The history was that "podcasting" was an open medium, "open" being the point. A "podcast" was a show (e.g. "Smartless"). "Episodes" were audio or video files combined with metadata that lived in the podcast's RSS. Anybody could play in that ecosystem.
Now "podcasting" means anything/nothing. "Podcasts" are shows. "Podcasts" are episodes. "Podcasts" are things that increasingly need a proprietary app to play.
https://en.wikipedia.org/wiki/Podcast#Trademark_applications
Imagine that shortly after the turn of the century, Adobe created a proprietary platform for delivering internet content and called it the "web". Viewers must use Adobe Web Reader to use Adobe "web pages", which are DRM-protected PDF files delivered using proprietary protocols. Adobe has done deals with several hundred popular sites to turn off their standards-based websites and deliver Adobe websites exclusively.
This is what Spotify and others are doing, and nobody cares. Apple is effectively the last media giant left holding the flag for standards-based podcasting, but how long do we think that will last?
What I just love is when people use this excuse to justify "borrowing" a clearly defined technical term, using it incorrectly, and then insisting that their incorrect usage of that term is entirely valid because "language and meaning change over time."
(Not saying you're one of those people at all but that is one of the most frequent uses of that phrase that I tend to experience from other people.)

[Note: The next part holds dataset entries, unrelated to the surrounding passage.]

//! 单词业务服务
//!
//! 查询按"精确命中 → 母记录探测 → 在线获取 → 合并入库"的顺序执行，
//! 同一个单词在多语言反复查询下也只保留一行 word 记录。

use std::sync::Arc;

use thiserror::Error;

use crate::provider::{FetchedTranslation, ProviderError, TranslationProvider};
use crate::storage::{NewTranslation, StoreError, TranslationRow, WordRecord, WordRow, WordStore};

/// 查询错误类型
#[derive(Error, Debug)]
pub enum LookupError {
    /// 提供者正常应答但没有该单词的数据
    #[error("未找到单词: {0}")]
    WordNotFound(String),

    /// 翻译提供者不可用，与"查无此词"严格区分
    #[error("翻译提供者不可用: {0}")]
    ProviderUnavailable(#[from] ProviderError),

    /// 存储层错误
    #[error("存储错误: {0}")]
    Store(#[from] StoreError),
}

/// 分页查询结果
#[derive(Debug)]
pub struct WordPage {
    /// 匹配过滤条件的单词总数，先于分页计算
    pub total_count: i64,
    pub words: Vec<ListedWord>,
}

/// 列表中的一个单词
#[derive(Debug)]
pub struct ListedWord {
    pub word: WordRow,
    /// 仅在请求要求携带翻译时为 Some
    pub translations: Option<Vec<TranslationRow>>,
}

/// 词库统计
#[derive(Debug, Clone, Copy)]
pub struct StoreStats {
    pub words: i64,
    pub translations: i64,
}

/// 单词服务
pub struct WordService {
    store: WordStore,
    provider: Arc<dyn TranslationProvider>,
}

impl WordService {
    pub fn new(store: WordStore, provider: Arc<dyn TranslationProvider>) -> Self {
        Self { store, provider }
    }

    /// 查询单词的指定目标语言翻译
    ///
    /// 命中缓存时不触发在线请求也不产生任何写入；未命中时从提供者取数，
    /// 按母记录是否存在决定追加翻译还是新建单词，并在单个事务中落库。
    pub async fn lookup(&self, word: &str, target_lang: &str) -> Result<WordRecord, LookupError> {
        // 1. 精确命中：该目标语言已有缓存
        if let Some(record) = self
            .store
            .find_word_with_translation(word, target_lang)
            .await?
        {
            tracing::debug!("缓存命中: word={}, target_lang={}", word, target_lang);
            return Ok(record);
        }

        // 2. 母记录探测，决定后续是追加还是新建
        let parent = self.store.find_word(word).await?;

        // 3. 在线获取，失败时不落任何数据
        let fetched = self
            .provider
            .fetch_translation(word, target_lang)
            .await
            .map_err(|e| {
                tracing::warn!(
                    "提供者 {} 查询失败: word={}, 错误: {}",
                    self.provider.name(),
                    word,
                    e
                );
                e
            })?;

        if is_empty_result(&fetched) {
            // 提供者正常应答但没有任何内容，视为查无此词
            return Err(LookupError::WordNotFound(word.to_string()));
        }

        let FetchedTranslation {
            origin_language,
            src,
            sentences,
            data,
        } = fetched;
        let translation = NewTranslation {
            src,
            sentences,
            data,
        };

        // 4/5. 合并或新建
        let record = match parent {
            Some(parent) => {
                tracing::info!("追加翻译: word={}, target_lang={}", word, target_lang);
                self.store.append_translation(parent.id, translation).await?;
                let translations = self.store.translations_for(parent.id).await?;
                WordRecord {
                    word: parent,
                    translations,
                }
            }
            None => {
                tracing::info!(
                    "新建单词: word={}, origin_language={}, target_lang={}",
                    word,
                    origin_language,
                    target_lang
                );
                self.store
                    .create_word(word, &origin_language, translation)
                    .await?
            }
        };

        Ok(record)
    }

    /// 分页取出单词列表
    ///
    /// 总数口径只看过滤条件；`include_translations` 同时控制候选范围
    /// （仅取拥有翻译的单词）和响应中是否携带翻译内容。
    pub async fn list(
        &self,
        skip: i64,
        limit: i64,
        include_translations: bool,
        word_filter: Option<&str>,
    ) -> Result<WordPage, StoreError> {
        let total_count = self.store.count_words(word_filter).await?;

        let rows = self
            .store
            .list_words(skip, limit, include_translations, word_filter)
            .await?;

        let mut words = Vec::with_capacity(rows.len());
        for row in rows {
            let translations = if include_translations {
                Some(self.store.translations_for(row.id).await?)
            } else {
                None
            };
            words.push(ListedWord {
                word: row,
                translations,
            });
        }

        Ok(WordPage { total_count, words })
    }

    /// 删除单词及其全部翻译
    ///
    /// 返回是否真的删除了记录，id 不存在不算错误。
    pub async fn delete(&self, word_id: i64) -> Result<bool, StoreError> {
        let deleted = self.store.delete_word(word_id).await?;
        if deleted {
            tracing::info!("删除单词: id={}", word_id);
        } else {
            tracing::debug!("删除目标不存在: id={}", word_id);
        }
        Ok(deleted)
    }

    /// 词库统计，用于状态接口
    pub async fn stats(&self) -> Result<StoreStats, StoreError> {
        Ok(StoreStats {
            words: self.store.count_words(None).await?,
            translations: self.store.count_translations().await?,
        })
    }
}

fn is_empty_result(fetched: &FetchedTranslation) -> bool {
    fetched.sentences.is_empty() && fetched.data.as_ref().map_or(true, |d| d.is_empty())
}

Many of these new-gen collaboration sites that bill themselves as having wikis result in a request for approval (pull request) instead of an actual edit when you attempt to make a change. (And in the Git-backed ones, the process is usually more egregious; see below.) This proposal/review/approval cycle is exactly what a wiki isn't. GitHub no longer imposes this workflow—there's now an option at least to turn your wiki into, you know, an actual wiki—but even today that option remains off by default so all pages are closed to changes unless the owner makes an effort to toggle the right setting[1]. What these are aren't wikis—they're anti-wikis; if you have a "wiki" that only you can edit, then stop calling it a wiki. (Notably, GitHub's setting doesn't control whether it will continue to advertise it as a wiki or not—instead of just, like, the "docs" tab or something.) Most of these are static sites with extra/fewer steps.
SourceHut is even worse than present-day GitHub, because for all its docs in the man.sr.ht namespace, this is the process you have to use to edit one of its anti-wikis: spot the typo, note the title of the page you're currently on, find the corresponding repo URL in the page footer, leave your browser to clone the repo to your machine, open that directory and locate the source file based on the page title you noted earlier, edit it, make a commit, and then (probably**) push your changes to the original repo. This flies in the face of the definition[2], etymology[3], and entire spirit of the word[4][5].

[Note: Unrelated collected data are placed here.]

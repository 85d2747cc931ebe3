//! 单词存储实现
//!
//! 连接时自动建表并启用外键，所有写操作都在显式事务中提交。

use std::str::FromStr;

use sqlx::sqlite::{SqliteConnectOptions, SqlitePoolOptions};
use sqlx::types::Json;
use sqlx::{QueryBuilder, Sqlite, SqlitePool};
use thiserror::Error;

use super::models::{NewTranslation, TranslationRow, WordRecord, WordRow};

/// 存储层错误类型
#[derive(Error, Debug)]
pub enum StoreError {
    /// 连接或建表失败
    #[error("数据库连接失败: {0}")]
    Connect(String),

    /// 查询执行失败
    #[error("数据库错误: {0}")]
    Database(#[from] sqlx::Error),
}

/// 建表语句，按依赖顺序执行
const SCHEMA: &[&str] = &[
    "CREATE TABLE IF NOT EXISTS word (
        id INTEGER PRIMARY KEY AUTOINCREMENT,
        word TEXT NOT NULL,
        origin_language TEXT NOT NULL
    )",
    "CREATE INDEX IF NOT EXISTS idx_word_word ON word (word)",
    "CREATE TABLE IF NOT EXISTS translation (
        id INTEGER PRIMARY KEY AUTOINCREMENT,
        word_id INTEGER NOT NULL REFERENCES word (id) ON DELETE CASCADE,
        src TEXT NOT NULL,
        sentences TEXT NOT NULL DEFAULT '[]',
        data TEXT
    )",
    "CREATE UNIQUE INDEX IF NOT EXISTS idx_translation_word_src ON translation (word_id, src)",
];

/// 单词存储
#[derive(Clone)]
pub struct WordStore {
    pool: SqlitePool,
}

impl WordStore {
    /// 连接数据库并初始化表结构
    ///
    /// SQLite 的外键约束默认关闭，必须逐连接启用，否则级联删除不生效。
    pub async fn connect(database_url: &str, max_connections: u32) -> Result<Self, StoreError> {
        let options = SqliteConnectOptions::from_str(database_url)
            .map_err(|e| StoreError::Connect(format!("{}: {}", database_url, e)))?
            .create_if_missing(true)
            .foreign_keys(true);

        // 内存库的每个连接都是一个独立数据库，池必须收敛到单连接
        let max_connections = if database_url.contains(":memory:") {
            1
        } else {
            max_connections
        };

        let pool = SqlitePoolOptions::new()
            .max_connections(max_connections)
            .connect_with(options)
            .await
            .map_err(|e| StoreError::Connect(format!("{}: {}", database_url, e)))?;

        let store = Self { pool };
        store.init_schema().await?;

        tracing::info!("单词存储初始化完成: {}", database_url);
        Ok(store)
    }

    async fn init_schema(&self) -> Result<(), StoreError> {
        for statement in SCHEMA {
            sqlx::query(statement).execute(&self.pool).await?;
        }
        Ok(())
    }

    /// 查找已缓存指定目标语言的单词（命中时携带全部翻译）
    pub async fn find_word_with_translation(
        &self,
        word: &str,
        src: &str,
    ) -> Result<Option<WordRecord>, StoreError> {
        let row = sqlx::query_as::<_, WordRow>(
            "SELECT w.id, w.word, w.origin_language FROM word w
             WHERE w.word = ?1
               AND EXISTS (SELECT 1 FROM translation t WHERE t.word_id = w.id AND t.src = ?2)
             LIMIT 1",
        )
        .bind(word)
        .bind(src)
        .fetch_optional(&self.pool)
        .await?;

        match row {
            Some(word_row) => {
                let translations = self.translations_for(word_row.id).await?;
                Ok(Some(WordRecord {
                    word: word_row,
                    translations,
                }))
            }
            None => Ok(None),
        }
    }

    /// 查找单词本体，不关心目标语言
    pub async fn find_word(&self, word: &str) -> Result<Option<WordRow>, StoreError> {
        Ok(sqlx::query_as::<_, WordRow>(
            "SELECT id, word, origin_language FROM word WHERE word = ?1 LIMIT 1",
        )
        .bind(word)
        .fetch_optional(&self.pool)
        .await?)
    }

    /// 按插入顺序取出单词的全部翻译
    pub async fn translations_for(&self, word_id: i64) -> Result<Vec<TranslationRow>, StoreError> {
        Ok(sqlx::query_as::<_, TranslationRow>(
            "SELECT id, word_id, src, sentences, data FROM translation
             WHERE word_id = ?1 ORDER BY id",
        )
        .bind(word_id)
        .fetch_all(&self.pool)
        .await?)
    }

    /// 新建单词及其第一条翻译
    pub async fn create_word(
        &self,
        word: &str,
        origin_language: &str,
        translation: NewTranslation,
    ) -> Result<WordRecord, StoreError> {
        let mut tx = self.pool.begin().await?;

        let result = sqlx::query("INSERT INTO word (word, origin_language) VALUES (?1, ?2)")
            .bind(word)
            .bind(origin_language)
            .execute(&mut *tx)
            .await?;
        let word_id = result.last_insert_rowid();

        insert_translation(&mut tx, word_id, &translation).await?;

        tx.commit().await?;

        let translations = self.translations_for(word_id).await?;
        Ok(WordRecord {
            word: WordRow {
                id: word_id,
                word: word.to_string(),
                origin_language: origin_language.to_string(),
            },
            translations,
        })
    }

    /// 给已有单词追加一条翻译
    ///
    /// 同一 (word_id, src) 已存在时静默忽略，并发的重复查询不会堆积重复行。
    pub async fn append_translation(
        &self,
        word_id: i64,
        translation: NewTranslation,
    ) -> Result<(), StoreError> {
        let mut tx = self.pool.begin().await?;
        insert_translation(&mut tx, word_id, &translation).await?;
        tx.commit().await?;
        Ok(())
    }

    /// 统计匹配过滤条件的单词总数（不受分页影响）
    pub async fn count_words(&self, word_filter: Option<&str>) -> Result<i64, StoreError> {
        let count = match word_filter.filter(|f| !f.is_empty()) {
            Some(filter) => {
                sqlx::query_scalar("SELECT COUNT(*) FROM word WHERE word LIKE '%' || ?1 || '%'")
                    .bind(filter)
                    .fetch_one(&self.pool)
                    .await?
            }
            None => {
                sqlx::query_scalar("SELECT COUNT(*) FROM word")
                    .fetch_one(&self.pool)
                    .await?
            }
        };
        Ok(count)
    }

    /// 分页取出单词列表
    ///
    /// `only_with_translations` 为 true 时只取拥有翻译的单词作为候选，
    /// 与 `count_words` 的口径允许不一致。
    pub async fn list_words(
        &self,
        skip: i64,
        limit: i64,
        only_with_translations: bool,
        word_filter: Option<&str>,
    ) -> Result<Vec<WordRow>, StoreError> {
        // 按条件拼接查询
        let mut builder: QueryBuilder<Sqlite> =
            QueryBuilder::new("SELECT id, word, origin_language FROM word");

        let mut has_where = false;
        if let Some(filter) = word_filter.filter(|f| !f.is_empty()) {
            builder.push(" WHERE word LIKE '%' || ");
            builder.push_bind(filter);
            builder.push(" || '%'");
            has_where = true;
        }
        if only_with_translations {
            builder.push(if has_where { " AND " } else { " WHERE " });
            builder.push("EXISTS (SELECT 1 FROM translation t WHERE t.word_id = word.id)");
        }

        builder.push(" ORDER BY id LIMIT ");
        builder.push_bind(limit);
        builder.push(" OFFSET ");
        builder.push_bind(skip);

        Ok(builder
            .build_query_as::<WordRow>()
            .fetch_all(&self.pool)
            .await?)
    }

    /// 删除单词，翻译由外键级联删除
    ///
    /// 返回是否真的删除了一行。
    pub async fn delete_word(&self, word_id: i64) -> Result<bool, StoreError> {
        let mut tx = self.pool.begin().await?;
        let result = sqlx::query("DELETE FROM word WHERE id = ?1")
            .bind(word_id)
            .execute(&mut *tx)
            .await?;
        tx.commit().await?;
        Ok(result.rows_affected() > 0)
    }

    /// 统计翻译总数
    pub async fn count_translations(&self) -> Result<i64, StoreError> {
        Ok(sqlx::query_scalar("SELECT COUNT(*) FROM translation")
            .fetch_one(&self.pool)
            .await?)
    }
}

async fn insert_translation(
    tx: &mut sqlx::Transaction<'_, Sqlite>,
    word_id: i64,
    translation: &NewTranslation,
) -> Result<(), StoreError> {
    sqlx::query(
        "INSERT INTO translation (word_id, src, sentences, data) VALUES (?1, ?2, ?3, ?4)
         ON CONFLICT (word_id, src) DO NOTHING",
    )
    .bind(word_id)
    .bind(&translation.src)
    .bind(Json(&translation.sentences))
    .bind(translation.data.as_ref().map(Json))
    .execute(&mut **tx)
    .await?;
    Ok(())
}

#[cfg(test)]
mod tests {
    use super::*;
    use serde_json::json;

    async fn memory_store() -> WordStore {
        WordStore::connect("sqlite::memory:", 5).await.unwrap()
    }

    fn sample_translation(src: &str) -> NewTranslation {
        NewTranslation {
            src: src.to_string(),
            sentences: vec![json!({"trans": "苹果", "orig": "apple"})],
            data: Some(vec![json!({"pos": "noun", "terms": ["苹果"]})]),
        }
    }

    #[tokio::test]
    async fn test_create_and_find_word() {
        let store = memory_store().await;

        let record = store
            .create_word("apple", "en", sample_translation("zh"))
            .await
            .unwrap();
        assert_eq!(record.word.word, "apple");
        assert_eq!(record.word.origin_language, "en");
        assert_eq!(record.translations.len(), 1);
        assert_eq!(record.translations[0].src, "zh");
        assert_eq!(record.translations[0].sentences.0[0]["trans"], "苹果");

        // 按目标语言命中
        let hit = store
            .find_word_with_translation("apple", "zh")
            .await
            .unwrap();
        assert!(hit.is_some());

        // 未缓存的目标语言不命中
        let miss = store
            .find_word_with_translation("apple", "pt")
            .await
            .unwrap();
        assert!(miss.is_none());
    }

    #[tokio::test]
    async fn test_append_translation_accumulates() {
        let store = memory_store().await;

        let record = store
            .create_word("apple", "en", sample_translation("zh"))
            .await
            .unwrap();
        store
            .append_translation(record.word.id, sample_translation("pt"))
            .await
            .unwrap();

        let translations = store.translations_for(record.word.id).await.unwrap();
        assert_eq!(translations.len(), 2);
        assert_eq!(translations[0].src, "zh");
        assert_eq!(translations[1].src, "pt");
    }

    #[tokio::test]
    async fn test_duplicate_translation_ignored() {
        let store = memory_store().await;

        let record = store
            .create_word("apple", "en", sample_translation("zh"))
            .await
            .unwrap();
        store
            .append_translation(record.word.id, sample_translation("zh"))
            .await
            .unwrap();

        // 唯一索引挡住了重复的 (word_id, src)
        let translations = store.translations_for(record.word.id).await.unwrap();
        assert_eq!(translations.len(), 1);
    }

    #[tokio::test]
    async fn test_null_data_round_trip() {
        let store = memory_store().await;

        let translation = NewTranslation {
            src: "zh".to_string(),
            sentences: vec![json!({"trans": "一个苹果"})],
            data: None,
        };
        let record = store.create_word("an apple", "en", translation).await.unwrap();

        assert!(record.translations[0].data.is_none());
    }

    #[tokio::test]
    async fn test_delete_cascades_translations() {
        let store = memory_store().await;

        let record = store
            .create_word("apple", "en", sample_translation("zh"))
            .await
            .unwrap();
        store
            .append_translation(record.word.id, sample_translation("pt"))
            .await
            .unwrap();
        assert_eq!(store.count_translations().await.unwrap(), 2);

        let deleted = store.delete_word(record.word.id).await.unwrap();
        assert!(deleted);

        // 翻译行随单词一起消失
        assert_eq!(store.count_translations().await.unwrap(), 0);
        assert!(store.find_word("apple").await.unwrap().is_none());
    }

    #[tokio::test]
    async fn test_delete_missing_word_reports_false() {
        let store = memory_store().await;
        let deleted = store.delete_word(9999).await.unwrap();
        assert!(!deleted);
    }

    #[tokio::test]
    async fn test_count_and_list_with_filter() {
        let store = memory_store().await;

        for word in ["challenge", "chalk", "apple"] {
            store
                .create_word(word, "en", sample_translation("zh"))
                .await
                .unwrap();
        }

        assert_eq!(store.count_words(None).await.unwrap(), 3);
        assert_eq!(store.count_words(Some("chal")).await.unwrap(), 2);
        // 大小写不敏感匹配
        assert_eq!(store.count_words(Some("CHAL")).await.unwrap(), 2);

        let page = store.list_words(0, 10, false, Some("chal")).await.unwrap();
        let words: Vec<&str> = page.iter().map(|w| w.word.as_str()).collect();
        assert_eq!(words, vec!["challenge", "chalk"]);
    }

    #[tokio::test]
    async fn test_list_pagination_window() {
        let store = memory_store().await;

        for word in ["alpha", "bravo", "charlie", "delta"] {
            store
                .create_word(word, "en", sample_translation("zh"))
                .await
                .unwrap();
        }

        let page = store.list_words(1, 2, false, None).await.unwrap();
        let words: Vec<&str> = page.iter().map(|w| w.word.as_str()).collect();
        assert_eq!(words, vec!["bravo", "charlie"]);
    }

    #[tokio::test]
    async fn test_list_only_with_translations() {
        let store = memory_store().await;

        store
            .create_word("apple", "en", sample_translation("zh"))
            .await
            .unwrap();
        // 直接塞入一个没有翻译的单词行
        sqlx::query("INSERT INTO word (word, origin_language) VALUES ('bare', 'en')")
            .execute(&store.pool)
            .await
            .unwrap();

        let all = store.list_words(0, 10, false, None).await.unwrap();
        assert_eq!(all.len(), 2);

        let with_translations = store.list_words(0, 10, true, None).await.unwrap();
        assert_eq!(with_translations.len(), 1);
        assert_eq!(with_translations[0].word, "apple");

        // 总数口径不受翻译联接影响
        assert_eq!(store.count_words(None).await.unwrap(), 2);
    }
}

* Maybe you hit a wall because the specific page has been locked. Fine. Raise your concerns through linked resource for discussions. The fact that individual pages can be locked because e.g. they have a history of being the target of abuse does not negate the meaning of "wiki". If every page is locked down (including pages that don't even exist yet, so you can't go create them), then that makes a material difference—it makes it not a wiki.

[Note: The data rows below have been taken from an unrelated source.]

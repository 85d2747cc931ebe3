//! Web 路由定义

use axum::{routing::get, Router};

use crate::web::{handlers::*, types::AppState};
use std::sync::Arc;

/// 创建路由结构
pub fn create_routes() -> Router<Arc<AppState>> {
    Router::new()
        // 单词查询与删除共用同一个路径参数
        .route("/word/:word", get(lookup_word).delete(delete_word))
        .route("/words", get(list_words))
        // 管理接口
        .route("/api/status", get(get_status))
}
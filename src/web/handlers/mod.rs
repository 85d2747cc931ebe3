//! Web 路由处理器

pub mod api;

pub use api::*;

** It may not actually be the case that trying to push your changes makes them immediately live on SourceHut—it very well may result in a request for approval by the project owner. No idea. I've never gone through the process on Sourcehut because of how much contempt is deserved by projects that have contributed to the campaign of debasing the term "wiki" to it-means-what-we-feel-like and who-are-you-to-say-that's-wrong levels of uselessness.